I certainly don’t have any political crystal ball and I have no idea if this Congress or some future one might tackle this issue with legislation. A faction of the current Congress has been making noise about having a new telecom act, and this could be done as part of that effort. But that doesn’t seem likely from the current Congress. Here at the beginning of their new session they appear to favor big corporations like Comcast and AT&T over the public on these issues. It’s probably worth noting that most smaller ISPs already follow the bright line rules and it’s only a handful of the largest companies that create all of the problems.

The biggest fear of ISPs of all size is that telecom issues have become a political ping-pong ball that will bounce back and forth as we change future administrations or future Congresses. That kind of uncertainly plays havoc with creating new products and policies. I think even the largest ISPs would rather keep net neutrality regulated if the alternative was to see the rules radically changed every few years.

There are market forces that could have some impact on net neutrality. One is competition. For example, if one of the large wireless carriers adopts practices that violate net neutrality and that customers don’t like, then one or more of the other carriers will likely compete by promising products that the public wants.
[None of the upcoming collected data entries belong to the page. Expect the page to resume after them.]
//! # Candela - ESC/POS Print Pipeline for BLE Thermal Printers
//!
//! Candela renders structured print instructions (styled text, raster
//! images, raw control codes) into a byte-exact ESC/POS command stream and
//! delivers it over a narrow, ordered, acknowledgment-gated transport whose
//! payload bound changes at runtime. It provides:
//!
//! - **Instruction encoding**: styled text to escape-coded bytes, with
//!   change-only style tracking
//! - **Rasterization**: RGBA pixels to halftoned monochrome bitmaps, in
//!   raster (`GS v 0`) or column (`ESC *`) addressing mode
//! - **Assembly**: one immutable output buffer plus an optional PNG preview
//! - **Flow control**: chunked, confirmation-gated delivery that follows
//!   MTU renegotiation mid-transfer
//!
//! ## Quick Start
//!
//! ```no_run
//! use candela::{
//!     assemble::assemble,
//!     instruction::{PrintJob, StyleAttributes},
//!     printer::PrinterConfig,
//!     protocol::text::{Alignment, FontSize},
//!     transport::{self, Transport, TransferSession},
//! };
//!
//! # async fn print(link: &mut dyn Transport) -> Result<(), candela::CandelaError> {
//! let config = PrinterConfig::GENERIC_58MM;
//!
//! // Describe the job
//! let mut job = PrintJob::new();
//! job.text(
//!     "CAFE CANDELA",
//!     StyleAttributes {
//!         alignment: Alignment::Center,
//!         size: FontSize::Large,
//!         bold: true,
//!         ..Default::default()
//!     },
//! );
//! job.feed(1);
//! job.text("thank you!", StyleAttributes::default());
//!
//! // Render it to the final device buffer
//! let result = assemble(&job, &config)?;
//!
//! // Stream it out, one confirmed chunk at a time
//! let mut session = TransferSession::new(config.default_max_payload)?;
//! transport::send(&mut session, link, result.data).await?;
//! # Ok(())
//! # }
//! ```
//!
//! ## Module Overview
//!
//! | Module | Description |
//! |--------|-------------|
//! | [`protocol`] | ESC/POS command builders |
//! | [`render`] | Halftone dithering and bitmap packing |
//! | [`instruction`] | Print job model and text encoder |
//! | [`assemble`] | Buffer assembly and PNG preview |
//! | [`transport`] | Chunked flow control over a confirmed write pipe |
//! | [`printer`] | Printer capability presets |
//! | [`error`] | Error types |
//!
//! ## Scope
//!
//! The Bluetooth adapter itself (scanning, pairing, GATT discovery, MTU
//! negotiation) is platform code behind the [`transport::Transport`] trait
//! and the [`transport::ConnectionWatch`] observable; everything in this
//! crate is hardware-free and unit-testable.

pub mod assemble;
pub mod error;
pub mod instruction;
pub mod printer;
pub mod protocol;
pub mod render;
pub mod transport;

// Re-exports for convenience
pub use assemble::PrintDataResult;
pub use error::CandelaError;
pub use instruction::PrintJob;
pub use printer::PrinterConfig;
And the public is likely to to have a big influence on combatting bad ISP behavior. Recall that the FCC received far more comments from the public on the net neutrality docket than anything else they had ever considered. And also remember that it was public outcry that stopped companies like Comcast from imposing draconian data caps. There is not a ton of competition in many broadband markets – but there usually is some. As new wireless products eventually come onto the market there will be even more competition. In this new day of social media we’ve started to see that the public can be stirred up to react in strong ways against big companies that have practices they don’t like. So perhaps an engaged customer base and growing competition will work over time to somewhat keep the big ISPs in line. As an ISP customer I’d much rather have firm regulations in place that prohibit bad ISP behavior – but I guess we’ll have to take whatever we can get.